◆ Prompt ◆
Select, from the data, each line where "impl" occurs.

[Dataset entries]
:::::
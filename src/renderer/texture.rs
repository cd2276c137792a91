use glam::UVec2;

pub struct Texture {
    pub view: wgpu::TextureView,
    pub size: wgpu::Extent3d,
}

impl Texture {
    /// Off-screen target that is rendered into and sampled later.
    pub fn new_intermediate(
        device: &wgpu::Device,
        resolution: UVec2,
        format: wgpu::TextureFormat,
        label: Option<&str>,
    ) -> Self {
        let size = wgpu::Extent3d {
            width: resolution.x.max(1),
            height: resolution.y.max(1),
            depth_or_array_layers: 1,
        };

        let texture = device.create_texture(&wgpu::TextureDescriptor {
            size,
            mip_level_count: 1,
            sample_count: 1,
            dimension: wgpu::TextureDimension::D2,
            format,
            usage: wgpu::TextureUsages::RENDER_ATTACHMENT | wgpu::TextureUsages::TEXTURE_BINDING,
            label,
            view_formats: &[],
        });
        let view = texture.create_view(&wgpu::TextureViewDescriptor::default());

        Self {
            view,
            size,
        }
    }
}
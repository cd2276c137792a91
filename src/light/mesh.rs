use super::rays::RaySet;

/// One vertex of a light strip, laid out as `[x, y, packed color, alpha]`.
#[repr(C)]
#[derive(Copy, Clone, Debug, Default, PartialEq, bytemuck::Zeroable, bytemuck::Pod)]
pub struct LightVertex {
    pub position: [f32; 2],
    pub color: u32,
    pub alpha: f32,
}

impl LightVertex {
    pub fn new(position: glam::Vec2, color: u32, alpha: f32) -> Self {
        Self {
            position: position.into(),
            color,
            alpha,
        }
    }
}

/// Lit region and penumbra strips of one light. Both buffers hold at most
/// two vertices per ray; their storage is allocated once.
#[derive(Clone, Debug)]
pub struct LightMesh {
    lit: Vec<LightVertex>,
    penumbra: Vec<LightVertex>,
    capacity: usize,
}

impl LightMesh {
    pub fn new(ray_num: usize) -> Self {
        let capacity = 2 * ray_num;
        Self {
            lit: Vec::with_capacity(capacity),
            penumbra: Vec::with_capacity(capacity),
            capacity,
        }
    }

    pub fn capacity(&self) -> usize {
        self.capacity
    }

    pub fn lit(&self) -> &[LightVertex] {
        &self.lit
    }

    pub fn penumbra(&self) -> &[LightVertex] {
        &self.penumbra
    }

    /// Rebuilds both strips from the current hits. The penumbra reaches
    /// `soft_shadow_length * (1 - fraction)` past each hit and stays empty
    /// when `soft_shadow_length` is `None`.
    pub fn assemble(&mut self, rays: &RaySet, color: u32, soft_shadow_length: Option<f32>) {
        debug_assert!(2 * rays.len() <= self.capacity);

        self.lit.clear();
        for ray in rays.rays() {
            self.lit.push(LightVertex::new(ray.start, color, 1.0));
            self.lit.push(LightVertex::new(ray.hit, color, 1.0 - ray.fraction));
        }

        self.penumbra.clear();
        let Some(length) = soft_shadow_length else {
            return;
        };
        for ray in rays.rays() {
            let s = 1.0 - ray.fraction;
            self.penumbra.push(LightVertex::new(ray.hit, color, s));
            self.penumbra
                .push(LightVertex::new(ray.hit + ray.normal * (length * s), 0, 0.0));
        }
    }
}

#[cfg(test)]
mod tests {
    use glam::Vec2;

    use super::*;
    use crate::light::rays::Chain;

    const COLOR: u32 = 0xC080_C0C0;

    fn rays() -> RaySet {
        let chain = Chain::new(&[0.0, 0.0, 10.0, 0.0]).unwrap();
        RaySet::distribute(&chain, 2, 5.0).unwrap()
    }

    #[test]
    fn vertex_is_four_words() {
        assert_eq!(std::mem::size_of::<LightVertex>(), 16);
        let v = LightVertex::new(Vec2::new(1.0, 2.0), 3, 0.5);
        let words: &[u32] = bytemuck::cast_slice(std::slice::from_ref(&v));
        assert_eq!(words, &[1.0f32.to_bits(), 2.0f32.to_bits(), 3, 0.5f32.to_bits()]);
    }

    #[test]
    fn unoccluded_rays_fade_to_nothing() {
        let rays = rays();
        let mut mesh = LightMesh::new(rays.len());
        mesh.assemble(&rays, COLOR, Some(2.5));

        assert_eq!(mesh.lit().len(), 4);
        assert_eq!(mesh.lit()[0].position, [2.5, 0.0]);
        assert_eq!(mesh.lit()[0].alpha, 1.0);
        assert_eq!(mesh.lit()[1].position, [2.5, 5.0]);
        assert_eq!(mesh.lit()[1].alpha, 0.0);

        // A fully lit ray leaves a zero-length penumbra.
        assert_eq!(mesh.penumbra()[0].position, mesh.penumbra()[1].position);
    }

    #[test]
    fn occluded_ray_alphas() {
        let mut rays = rays();
        rays.rays_mut()[0].set_fraction(0.4);
        let mut mesh = LightMesh::new(rays.len());
        mesh.assemble(&rays, COLOR, Some(2.5));

        let far = mesh.lit()[1];
        assert!((far.alpha - 0.6).abs() < 1e-6);
        assert_eq!(far.color, COLOR);

        let near = mesh.penumbra()[0];
        let tail = mesh.penumbra()[1];
        assert!((near.alpha - 0.6).abs() < 1e-6);
        assert_eq!(near.position, far.position);
        assert_eq!(tail.alpha, 0.0);
        assert_eq!(tail.color, 0);
        let reach = Vec2::from(tail.position) - Vec2::from(near.position);
        assert!(reach.abs_diff_eq(Vec2::new(0.0, 1.5), 1e-5));
    }

    #[test]
    fn no_penumbra_without_soft_shadows() {
        let rays = rays();
        let mut mesh = LightMesh::new(rays.len());
        mesh.assemble(&rays, COLOR, Some(1.0));
        mesh.assemble(&rays, COLOR, None);
        assert!(mesh.penumbra().is_empty());
        assert_eq!(mesh.lit().len(), 4);
    }

    #[test]
    fn rebuilding_keeps_storage() {
        let rays = rays();
        let mut mesh = LightMesh::new(rays.len());
        mesh.assemble(&rays, COLOR, Some(1.0));
        let lit = mesh.lit().as_ptr();
        mesh.assemble(&rays, COLOR, Some(1.0));
        assert_eq!(lit, mesh.lit().as_ptr());
        assert_eq!(mesh.capacity(), 4);
    }
}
:::::
◆ Result below ◆
impl Texture {
impl LightVertex {
impl LightMesh {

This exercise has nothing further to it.